“There,” whispered Anne, “there! Look on her throat!”

Once, long before, a man had hanged himself, and I was called. I had never forgotten the look of those marks which belted the neck of that self-strangled man. Encircling the lily throat of Blossom, I saw the fellows to those marks—raw and red and livid!

There are no words to tell the horror that swallowed me up. I turned ill; my reason stumbled on its feet. Anne led me from the room.

“The mark of the rope!” I gasped. “It is the mark of the rope!”
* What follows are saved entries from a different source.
//! CRUD operations for [`Conversation`] records and their participant sets.

use chrono::{DateTime, Utc};
use rusqlite::params;

use huddle_shared::{ConversationId, UserId};

use crate::database::Database;
use crate::error::{not_found, Result};
use crate::models::{fmt_ts, parse_ts, Conversation};
use crate::users::id_list;

const CONVERSATION_COLUMNS: &str =
    "id, name, avatar, created_by, is_public, created_at, updated_at";

impl Database {
    // ------------------------------------------------------------------
    // Create
    // ------------------------------------------------------------------

    /// Insert a conversation together with its participant set.
    pub fn create_conversation(&self, conversation: &Conversation) -> Result<()> {
        let tx = self.conn().unchecked_transaction()?;

        tx.execute(
            "INSERT INTO conversations (id, name, avatar, created_by, is_public, created_at, updated_at)
             VALUES (?1, ?2, ?3, ?4, ?5, ?6, ?7)",
            params![
                conversation.id.as_str(),
                conversation.name,
                conversation.avatar,
                conversation.created_by.as_ref().map(UserId::as_str),
                conversation.is_public,
                fmt_ts(&conversation.created_at),
                fmt_ts(&conversation.updated_at),
            ],
        )?;

        {
            let mut stmt = tx.prepare(
                "INSERT OR IGNORE INTO conversation_participants (conversation_id, user_id, joined_at)
                 VALUES (?1, ?2, ?3)",
            )?;
            let joined_at = fmt_ts(&conversation.created_at);
            for user_id in &conversation.participants {
                stmt.execute(params![conversation.id.as_str(), user_id.as_str(), joined_at])?;
            }
        }

        tx.commit()?;
        Ok(())
    }

    /// Return the master conversation, creating it on first reference.
    pub fn ensure_master_conversation(&self) -> Result<Conversation> {
        let now = fmt_ts(&Utc::now());
        let created = self.conn().execute(
            "INSERT OR IGNORE INTO conversations (id, name, avatar, created_by, is_public, created_at, updated_at)
             VALUES (?1, NULL, NULL, NULL, 1, ?2, ?2)",
            params![ConversationId::master().as_str(), now],
        )?;
        if created > 0 {
            tracing::info!("created master conversation");
        }
        self.get_conversation(&ConversationId::master())
    }

    // ------------------------------------------------------------------
    // Read
    // ------------------------------------------------------------------

    /// Fetch a conversation with its current participant set.
    pub fn get_conversation(&self, id: &ConversationId) -> Result<Conversation> {
        let mut conversation = self
            .conn()
            .query_row(
                &format!("SELECT {CONVERSATION_COLUMNS} FROM conversations WHERE id = ?1"),
                params![id.as_str()],
                row_to_conversation,
            )
            .map_err(not_found)?;
        conversation.participants = self.participants(id)?;
        Ok(conversation)
    }

    /// Current participant ids, sorted.
    pub fn participants(&self, id: &ConversationId) -> Result<Vec<UserId>> {
        let mut stmt = self.conn().prepare(
            "SELECT user_id FROM conversation_participants
             WHERE conversation_id = ?1
             ORDER BY user_id ASC",
        )?;
        let rows = stmt.query_map(params![id.as_str()], |row| Ok(UserId(row.get(0)?)))?;

        let mut participants = Vec::new();
        for row in rows {
            participants.push(row?);
        }
        Ok(participants)
    }

    pub fn conversation_exists(&self, id: &ConversationId) -> Result<bool> {
        let exists: bool = self.conn().query_row(
            "SELECT EXISTS(SELECT 1 FROM conversations WHERE id = ?1)",
            params![id.as_str()],
            |row| row.get(0),
        )?;
        Ok(exists)
    }

    pub fn is_participant(&self, id: &ConversationId, user_id: &UserId) -> Result<bool> {
        let exists: bool = self.conn().query_row(
            "SELECT EXISTS(SELECT 1 FROM conversation_participants
                           WHERE conversation_id = ?1 AND user_id = ?2)",
            params![id.as_str(), user_id.as_str()],
            |row| row.get(0),
        )?;
        Ok(exists)
    }

    /// Conversations `user_id` participates in, most recently updated first.
    /// With `since`, only those updated strictly after it.
    pub fn conversations_for_user(
        &self,
        user_id: &UserId,
        since: Option<DateTime<Utc>>,
    ) -> Result<Vec<Conversation>> {
        let mut stmt = self.conn().prepare(
            "SELECT c.id, c.name, c.avatar, c.created_by, c.is_public, c.created_at, c.updated_at
             FROM conversations c
             JOIN conversation_participants p ON p.conversation_id = c.id
             WHERE p.user_id = ?1 AND (?2 IS NULL OR c.updated_at > ?2)
             ORDER BY c.updated_at DESC, c.id ASC",
        )?;

        let rows = stmt.query_map(
            params![user_id.as_str(), since.as_ref().map(fmt_ts)],
            row_to_conversation,
        )?;

        let mut conversations = Vec::new();
        for row in rows {
            conversations.push(row?);
        }
        for conversation in &mut conversations {
            conversation.participants = self.participants(&conversation.id)?;
        }
        Ok(conversations)
    }

    // ------------------------------------------------------------------
    // Update
    // ------------------------------------------------------------------

    /// Add participants, ignoring those already present. Returns how many
    /// were actually added.
    pub fn add_participants(&self, id: &ConversationId, user_ids: &[UserId]) -> Result<usize> {
        let now = fmt_ts(&Utc::now());
        let added = self.conn().execute(
            "INSERT OR IGNORE INTO conversation_participants (conversation_id, user_id, joined_at)
             SELECT ?1, value, ?3 FROM json_each(?2)",
            params![id.as_str(), id_list(user_ids), now],
        )?;
        if added > 0 {
            self.touch_conversation(id, Utc::now())?;
        }
        Ok(added)
    }

    /// Remove participants. Returns how many were actually removed.
    pub fn remove_participants(&self, id: &ConversationId, user_ids: &[UserId]) -> Result<usize> {
        let removed = self.conn().execute(
            "DELETE FROM conversation_participants
             WHERE conversation_id = ?1 AND user_id IN (SELECT value FROM json_each(?2))",
            params![id.as_str(), id_list(user_ids)],
        )?;
        if removed > 0 {
            self.touch_conversation(id, Utc::now())?;
        }
        Ok(removed)
    }

    /// Replace the group name and avatar.
    pub fn update_conversation_details(
        &self,
        id: &ConversationId,
        name: Option<&str>,
        avatar: Option<&str>,
    ) -> Result<()> {
        let affected = self.conn().execute(
            "UPDATE conversations SET name = ?2, avatar = ?3, updated_at = ?4 WHERE id = ?1",
            params![id.as_str(), name, avatar, fmt_ts(&Utc::now())],
        )?;
        if affected == 0 {
            return Err(crate::StoreError::NotFound);
        }
        Ok(())
    }

    pub fn set_conversation_public(&self, id: &ConversationId, is_public: bool) -> Result<()> {
        let affected = self.conn().execute(
            "UPDATE conversations SET is_public = ?2, updated_at = ?3 WHERE id = ?1",
            params![id.as_str(), is_public, fmt_ts(&Utc::now())],
        )?;
        if affected == 0 {
            return Err(crate::StoreError::NotFound);
        }
        Ok(())
    }

    /// Bump `updated_at`. Never moves it backwards.
    pub fn touch_conversation(&self, id: &ConversationId, at: DateTime<Utc>) -> Result<()> {
        self.conn().execute(
            "UPDATE conversations SET updated_at = MAX(updated_at, ?2) WHERE id = ?1",
            params![id.as_str(), fmt_ts(&at)],
        )?;
        Ok(())
    }
}

// ---------------------------------------------------------------------------
// Helpers
// ---------------------------------------------------------------------------

/// Map a row to a [`Conversation`] with an empty participant list.
fn row_to_conversation(row: &rusqlite::Row<'_>) -> rusqlite::Result<Conversation> {
    let created_by: Option<String> = row.get(3)?;
    let created_str: String = row.get(5)?;
    let updated_str: String = row.get(6)?;

    Ok(Conversation {
        id: ConversationId(row.get(0)?),
        name: row.get(1)?,
        avatar: row.get(2)?,
        created_by: created_by.map(UserId),
        is_public: row.get(4)?,
        participants: Vec::new(),
        created_at: parse_ts(5, &created_str)?,
        updated_at: parse_ts(6, &updated_str)?,
    })
}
CHAPTER XXI—THE REVEREND BRONSON'S REBELLION

WHAT should it be?—this gallows-brand to show like a bruised ribbon of evil about the throat of Blossom! Anne gave me the story of it. It was a birthmark; that hangman fear which smote upon the mother when, for the death of Jimmy the Blacksmith, I was thrown into a murderer's cell, had left its hideous trace upon the child. In Blossom's infancy and in her earliest childhood, the mark had lain hidden beneath the skin as seeds lie buried and dormant in the ground. Slowly, yet no less surely, the inveterate years had quickened it and brought it to the surface; it had grown and never stopped—this mark! and with each year it took on added sullenness. The best word that Anne could give me was that it would so continue in its ugly multiplication until the day of Blossom's death. There could be no escape; no curing change, by any argument of medicine or surgery, was to be brought about; there it glared and there it would remain, a mark to shrink from! to the horrid last. And by that token, my plans of a drawing room for Blossom found annihilation. Anne had said the truth; those dreams that my girl should shine, starlike, in the firmament of high society, must be put away.

It will have a trivial sound, and perchance be scoffed at, when I say that for myself, personally, I remember no blacker disappointment than that which overtook me as I realized how there could come none of those triumphs of chandeliers and floors of wax. Now as I examine myself, I can tell that not a little of this was due to my own vanity, and a secret wish I cherished to see my child the equal of the first.

And if it were so, why should I be shamed? Might I not claim integrity for a pride which would have found its account in such advancement? I had been a ragged boy about the streets. I had grown up ignorant; I had climbed, if climbing be the word, unaided of any pedigree or any pocketbook, into a place of riches and autocratic sway. Wherefore, to have surrounded my daughter with the children of ones who had owned those advantages which I missed—folk of the purple, all!—and they to accept her, would have been a victory, and to do me honor. I shall not ask the pardon of men because I longed for it; nor do I scruple to confess the blow my hopes received when I learned how those ambitions would never find a crown.